QB- Matt Hasselback | Trent Green
RB- Ahman Green | Marshall Faulk | Stephen Davis
WR-Chad Johnson | Donte Stallworth | Rod Smith 
TE-Jeremy Shockey | Bubba Franks

Pretty solid the way I figure.

How many out there are in league's? 
Maybe that's the next thing for Nodak? :beer:


----------



## Eric Hustad (Feb 25, 2002)

I'd be willing to do a league for Nodak.
At work we have and 8 man team and my draft was: 
QB: McNair, Pennington, Garcia
RB Alexander, J. Lewis, R. Johnson, Q. Griffen, S. Jackson
WR Moss, J. Walker, C. Rogers, L. Fitzgerald
TE Jimmy K
Def: Balt.
K Akers

The other league is tougher with 12 teams:
QB Bulger, Palmer
RB Tomlinson, R. Johnson, TJ Duckett
wr Rogers, Gardner, Stallworth, Warrick, Calico
Te Shockey
Def. Min
K Feeley

Of course I usually turn half my roster over during the year but I like both teams and especially my RB's


----------



## MOSSBACK (Jun 10, 2004)

870: Looks like you have an awsome team the only area of concern is your wide receivers. 
good luck

Eric your Defense is Minnesota??????????????????? Too many people pick with their heart instead of their head in fantacy football. Like you said your roster will turn over once the season starts and you see where your team is headed.
Good luck.

I gave up fantacy football a few years back. Now I coach Youth Football. That takes to much time and energy to concentrate on a fantacy team.

Good luck this year guys.


----------



## 870 XPRS (Mar 12, 2003)

agreed, very iffy, gave up my 4th rd pick to grab stephen davis cause i'm somewhat concerned about marshall's durability and you can't ever have enough good Rb's in fantasy.


----------



## njsimonson (Sep 24, 2002)

Is it too late to set up a NODAK fanatasy football on Yahoo?

That'd be a fun league to be in!

If there's enough interest I'll set one up tonight!


----------



## 870 XPRS (Mar 12, 2003)

Alright I just set up a basic Yahoo league for anyone on the site to join.

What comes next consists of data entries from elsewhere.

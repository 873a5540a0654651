// SPDX-License-Identifier: Apache-2.0
// Copyright (c) 2025 Polyframe Inc.

//! Error types for mesh modification

use std::path::PathBuf;
use thiserror::Error;

/// Result type used throughout the library
pub type Result<T> = std::result::Result<T, ModifyError>;

/// Errors raised while loading, editing or writing a mesh
#[derive(Debug, Error)]
pub enum ModifyError {
    /// Mesh source could not be read or parsed
    #[error("failed to load mesh from {path}: {reason}")]
    Input { path: PathBuf, reason: String },

    /// Not enough usable geometry for a sub-operation.
    ///
    /// Callers recover from this locally: the sub-operation is skipped and the
    /// mesh passes through unchanged.
    #[error("degenerate geometry: {reason}")]
    Degenerate { reason: String },

    /// A face references a vertex that does not exist
    #[error("face {face} references vertex {index} but mesh has {vertex_count} vertices")]
    RepairInconsistency {
        face: usize,
        index: usize,
        vertex_count: usize,
    },

    /// Ring dimensions violate `0 < inner_radius < outer_radius`, `depth > 0`
    #[error("invalid ring: {reason}")]
    InvalidRing { reason: String },

    /// Recess requested without ring dimensions
    #[error("recess requested but no ring dimensions were supplied")]
    MissingRing,

    /// Writing a mesh or an image failed
    #[error("failed to write {path}: {reason}")]
    Output { path: PathBuf, reason: String },
}

impl ModifyError {
    pub fn degenerate(reason: impl Into<String>) -> Self {
        Self::Degenerate {
            reason: reason.into(),
        }
    }

    /// True for errors the pipeline recovers from by skipping a step
    pub fn is_recoverable(&self) -> bool {
        matches!(self, Self::Degenerate { .. })
    }
}

#[cfg(test)]
mod tests {
    use super::*;

    #[test]
    fn test_only_degenerate_is_recoverable() {
        assert!(ModifyError::degenerate("3 points").is_recoverable());
        assert!(!ModifyError::MissingRing.is_recoverable());
        assert!(!ModifyError::RepairInconsistency {
            face: 0,
            index: 9,
            vertex_count: 3
        }
        .is_recoverable());
    }

    #[test]
    fn test_messages_name_the_offending_index() {
        let err = ModifyError::RepairInconsistency {
            face: 4,
            index: 12,
            vertex_count: 10,
        };
        let message = err.to_string();
        assert!(message.contains("face 4"));
        assert!(message.contains("vertex 12"));
    }
}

Only 9 slots still left, first come first serve.

League ID: 584112
Password: fantasy

It's autodraft as It may be harder for us all to get on at the same time. Once league is full we might switch depending on your guys thoughts.

Good Luck to you


----------



## pjb1816 (Sep 8, 2003)

Signed Up!

"GF Crew" up and ready to draft

thanks 870 for gettin it goin.

Phil


----------



## Eric Hustad (Feb 25, 2002)

I'm in. Watch out for Sudden Death as the guy is a fantasy guru. This is the second league I am taking him on in. Let's get it started....


----------



## smalls (Sep 9, 2003)

the stunners


----------



## Eric Hustad (Feb 25, 2002)

Does everyone want to go in $25.00??? I have a couple of guys wondering if the $250.00 was serious


----------



## 870 XPRS (Mar 12, 2003)

Of course the 250 was serious, those yahoo leagues are a lot of work to manage, :lol:


----------



## Eric Hustad (Feb 25, 2002)

Need a few more teams.....don't be shy


----------



## Eric Hustad (Feb 25, 2002)

We got ten teams so do we want to go with that and draft??


----------



## smalls (Sep 9, 2003)

sounds good. I'm in for 25 if that's cool w/ everyone.


----------



## nodakoutdoors.com (Feb 27, 2002)

Better late than never.......I'm in.

I think we need one more....

Someone sign up!


----------



## DeltaBoy (Mar 4, 2004)

I will sign up for the $25, but when or where will the draft take place?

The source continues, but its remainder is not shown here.